Jason Averbook and Mike Brennan of Knowledge Infusion have been posting some interesting thoughts lately on the need to think about industry context when embarking upon new talent management initiatives.
Whether speaking of the technology, the processes, your organization's competencies, or the analytics you choose, etc., the need to move beyond cross-industry best practices and benchmarks is certainly acute. I don't want to get too soap-boxy here - companies need to start somewhere, of course - but bringing talent management to a point where it has a true "strategic" impact on company performance (versus "strategic" meaning "greater impact than previously") requires a link to how the company creates value today and how it intends to create value in the future.
This is much more than adjusting practice to industry context. It's knowing your organization's current business model - its approach to creating and capturing value vis a vis its competitors - and how that business model will be changing in the future, so well that you can mold your entire talent management strategy around it.
Michael Lewis's Moneyball has a quote from former space engineer turned baseball writer, Eric Walker, (pg 58) that illustrates this idea beautifully.
Analyzing baseball yields many numbers of interest and value. Yet far and away - far, far and away - the most critical number in all of baseball is 3: the three outs that define an inning. Until the third out, anything is possible; after it, nothing is. Anything that increases the offense's chances of making an out is bad; anything that decreases it is good. And what is on-base percentage? Simply yet exactly put, it is the probability of that the batter will not make an out.
Kind of mind-boggling. Conventional baseball wisdom put home runs and batting average much higher on the list. But a more thoughtful analysis of how value is created by a baseball team shows that a player's ability to draw a walk is often more meaningful to the team's success than his/her capacity for knocking one out of the park.

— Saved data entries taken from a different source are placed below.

// SPDX-License-Identifier: BUSL-1.1
// Copyright (c) 2026 Alfred Jean LLC

//! Engine tests over embedded plugins: everything runs in-process, but
//! the full protocol (handshake, configure/start, buffers, filter
//! chaining) is exercised end to end.

use super::*;
use async_trait::async_trait;
use fluxion_buffer::{HumanDuration, WriteError};
use fluxion_core::EventTime;
use fluxion_plugin::{
    factory, Env, FilterPlugin, OutputPlugin, Payload, Plugin, PluginError, PluginSpec,
};
use serde::Deserialize;
use std::sync::Mutex as SyncMutex;
use tokio::time::{sleep, timeout};

type Sink = Arc<SyncMutex<Vec<(String, serde_json::Value)>>>;

// --- collecting output plugin ---

#[derive(Deserialize)]
struct CollectConfig {
    #[serde(default)]
    mark: String,
}

struct CollectOut {
    sink: Sink,
    mark: String,
}

impl Plugin for CollectOut {
    fn init(&mut self, env: &Env) -> Result<(), PluginError> {
        let conf: CollectConfig = env.read_config()?;
        self.mark = conf.mark;
        Ok(())
    }
}

#[async_trait]
impl OutputPlugin for CollectOut {
    fn encode(&self, ev: &Event) -> Result<Payload, PluginError> {
        let doc = serde_json::json!({ "mark": self.mark, "tag": ev.tag, "record": ev.record });
        Ok(Payload::Text(doc.to_string()))
    }

    async fn write(&mut self, items: &[Payload]) -> Result<(), WriteError> {
        let mut sink = self.sink.lock().map_err(|_| WriteError::fresh("poisoned"))?;
        for item in items {
            let doc: serde_json::Value =
                serde_json::from_slice(item.as_bytes()).map_err(WriteError::fresh)?;
            let tag = doc["tag"].as_str().unwrap_or_default().to_string();
            sink.push((tag, doc));
        }
        Ok(())
    }
}

fn collect_registry(sink: &Sink) -> Registry {
    let mut registry = Registry::new();
    let sink = Arc::clone(sink);
    registry.register(
        "out-collect",
        factory(move || {
            PluginSpec::Output(Box::new(CollectOut {
                sink: Arc::clone(&sink),
                mark: String::new(),
            }))
        }),
    );
    registry
}

// --- marking filter plugin ---

#[derive(Deserialize)]
struct MarkConfig {
    mark: String,
}

struct MarkFilter {
    mark: String,
}

impl Plugin for MarkFilter {
    fn init(&mut self, env: &Env) -> Result<(), PluginError> {
        let conf: MarkConfig = env.read_config()?;
        self.mark = conf.mark;
        Ok(())
    }
}

impl FilterPlugin for MarkFilter {
    fn filter(&mut self, ev: Event) -> Result<Option<Event>, PluginError> {
        let mut out = ev;
        let path = out
            .record
            .entry("path".to_string())
            .or_insert_with(|| serde_json::json!([]));
        if let Some(items) = path.as_array_mut() {
            items.push(serde_json::json!(self.mark));
        }
        Ok(Some(out))
    }
}

fn register_mark_filter(registry: &mut Registry) {
    registry.register(
        "filter-mark",
        factory(|| PluginSpec::Filter(Box::new(MarkFilter { mark: String::new() }))),
    );
}

// --- helpers ---

fn mark_config(mark: &str) -> Vec<u8> {
    rmp_serde::to_vec_named(&serde_json::json!({ "mark": mark })).unwrap()
}

fn sync_buffer() -> Options {
    Options {
        name: "sync".to_string(),
        flush_interval: HumanDuration::from_millis(0),
        ..Options::default()
    }
}

fn ev(tag: &str) -> Event {
    Event::with_time(tag, EventTime::from_secs(1), record! { "message" => "x" })
}

async fn wait_for(sink: &Sink, n: usize) -> Vec<(String, serde_json::Value)> {
    timeout(Duration::from_secs(5), async {
        loop {
            {
                let sink = sink.lock().unwrap();
                if sink.len() >= n {
                    return sink.clone();
                }
            }
            sleep(Duration::from_millis(2)).await;
        }
    })
    .await
    .unwrap_or_else(|_| panic!("sink never reached {n} events"))
}

#[tokio::test(start_paused = true)]
async fn event_reaches_matching_output() {
    let sink: Sink = Arc::new(SyncMutex::new(Vec::new()));
    let engine = Engine::new(collect_registry(&sink));
    engine.register_buffer(sync_buffer());
    engine
        .add_output("", "collect", "app.**", Some("sync"), mark_config("a"))
        .unwrap();
    engine.start().unwrap();

    engine.filter(ev("app.access"));
    engine.filter(ev("db.query")); // no match; dropped

    let got = wait_for(&sink, 1).await;
    assert_eq!(got.len(), 1);
    assert_eq!(got[0].0, "app.access");

    engine.stop().await;
}

#[tokio::test(start_paused = true)]
async fn first_match_wins_within_a_group() {
    let sink: Sink = Arc::new(SyncMutex::new(Vec::new()));
    let engine = Engine::new(collect_registry(&sink));
    engine.register_buffer(sync_buffer());
    // Same group: "a.**" shadows the later, more specific "a.b".
    engine.add_output("", "collect", "a.**", Some("sync"), mark_config("broad")).unwrap();
    engine.add_output("", "collect", "a.b", Some("sync"), mark_config("narrow")).unwrap();
    engine.start().unwrap();

    engine.filter(ev("a.b"));

    let got = wait_for(&sink, 1).await;
    assert_eq!(got[0].1["mark"], "broad");

    engine.stop().await;
}

#[tokio::test(start_paused = true)]
async fn named_groups_fan_out_in_insertion_order() {
    let sink: Sink = Arc::new(SyncMutex::new(Vec::new()));
    let engine = Engine::new(collect_registry(&sink));
    engine.register_buffer(sync_buffer());
    engine.add_output("", "collect", "a.**", Some("sync"), mark_config("default")).unwrap();
    engine
        .add_output("secondary", "collect", "a.b", Some("sync"), mark_config("secondary"))
        .unwrap();
    engine.start().unwrap();

    // Matches both groups: delivered to each.
    engine.filter(ev("a.b"));
    let got = wait_for(&sink, 2).await;
    let marks: Vec<_> = got.iter().map(|(_, doc)| doc["mark"].clone()).collect();
    assert!(marks.contains(&serde_json::json!("default")));
    assert!(marks.contains(&serde_json::json!("secondary")));

    // Matches only the default group.
    sink.lock().unwrap().clear();
    engine.filter(ev("a.c"));
    let got = wait_for(&sink, 1).await;
    assert_eq!(got[0].1["mark"], "default");

    engine.stop().await;
}

#[tokio::test(start_paused = true)]
async fn filter_chain_applies_stages_in_order() {
    let sink: Sink = Arc::new(SyncMutex::new(Vec::new()));
    let mut registry = collect_registry(&sink);
    register_mark_filter(&mut registry);

    let engine = Engine::new(registry);
    engine.register_buffer(sync_buffer());
    engine.add_filter("mark", "a.*", mark_config("f1")).unwrap();
    engine.add_filter("mark", "a.b", mark_config("f2")).unwrap();
    engine.add_output("", "collect", "**", Some("sync"), mark_config("out")).unwrap();
    engine.start().unwrap();

    // a.b traverses both stages, a.c only the first.
    engine.filter(ev("a.b"));
    engine.filter(ev("a.c"));

    let got = wait_for(&sink, 2).await;
    let path_of = |tag: &str| {
        got.iter()
            .find(|(t, _)| t == tag)
            .map(|(_, doc)| doc["record"]["path"].clone())
            .unwrap_or_else(|| panic!("no event for {tag}"))
    };
    assert_eq!(path_of("a.b"), serde_json::json!(["f1", "f2"]));
    assert_eq!(path_of("a.c"), serde_json::json!(["f1"]));

    engine.stop().await;
}

#[tokio::test(start_paused = true)]
async fn unknown_buffer_rejected_at_registration() {
    let sink: Sink = Arc::new(SyncMutex::new(Vec::new()));
    let engine = Engine::new(collect_registry(&sink));
    let err = engine
        .add_output("", "collect", "**", Some("missing"), mark_config(""))
        .unwrap_err();
    assert!(matches!(err, EngineError::UnknownBuffer(name) if name == "missing"));
}

#[tokio::test(start_paused = true)]
async fn start_twice_is_rejected() {
    let sink: Sink = Arc::new(SyncMutex::new(Vec::new()));
    let engine = Engine::new(collect_registry(&sink));
    engine.start().unwrap();
    assert!(matches!(engine.start(), Err(EngineError::AlreadyStarted)));
    engine.stop().await;
}

#[tokio::test(start_paused = true)]
async fn stop_drains_buffered_output() {
    let sink: Sink = Arc::new(SyncMutex::new(Vec::new()));
    let engine = Engine::new(collect_registry(&sink));
    // Long flush interval: nothing reaches the sink until shutdown drain.
    engine.register_buffer(Options {
        name: "slow".to_string(),
        flush_interval: HumanDuration::from_secs(3600),
        ..Options::default()
    });
    engine.add_output("", "collect", "**", Some("slow"), mark_config("d")).unwrap();
    engine.start().unwrap();

    engine.filter(ev("a.b"));
    sleep(Duration::from_millis(20)).await;
    assert!(sink.lock().unwrap().is_empty());

    engine.stop().await;
    let got = sink.lock().unwrap().clone();
    assert_eq!(got.len(), 1);
    assert_eq!(got[0].0, "a.b");
}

John Boudreau and Pete Ramstad's increasingly influential Beyond HR shows the power of thinking in terms of business model and specific, future-oriented strategies in their discussion of Boeing versus Airbus, as well (read it, it's fabulous). Their analysis of how the future of the industry was viewed by each company yields insights around why Boeing went for the 787 Dreamliner and why Airbus invested in the A380, and subsequently, how this reality translated into two very different views of what talent pools and which competencies within those talent pools were critical to success.
This is, ultimately, where HR really needs to go. Not only will thoughtful alignment with strategy trump even the most sophisticated technology and industry-specific practices, but it's what will keep your HR department's ability to add strategic value from ever becoming commoditized.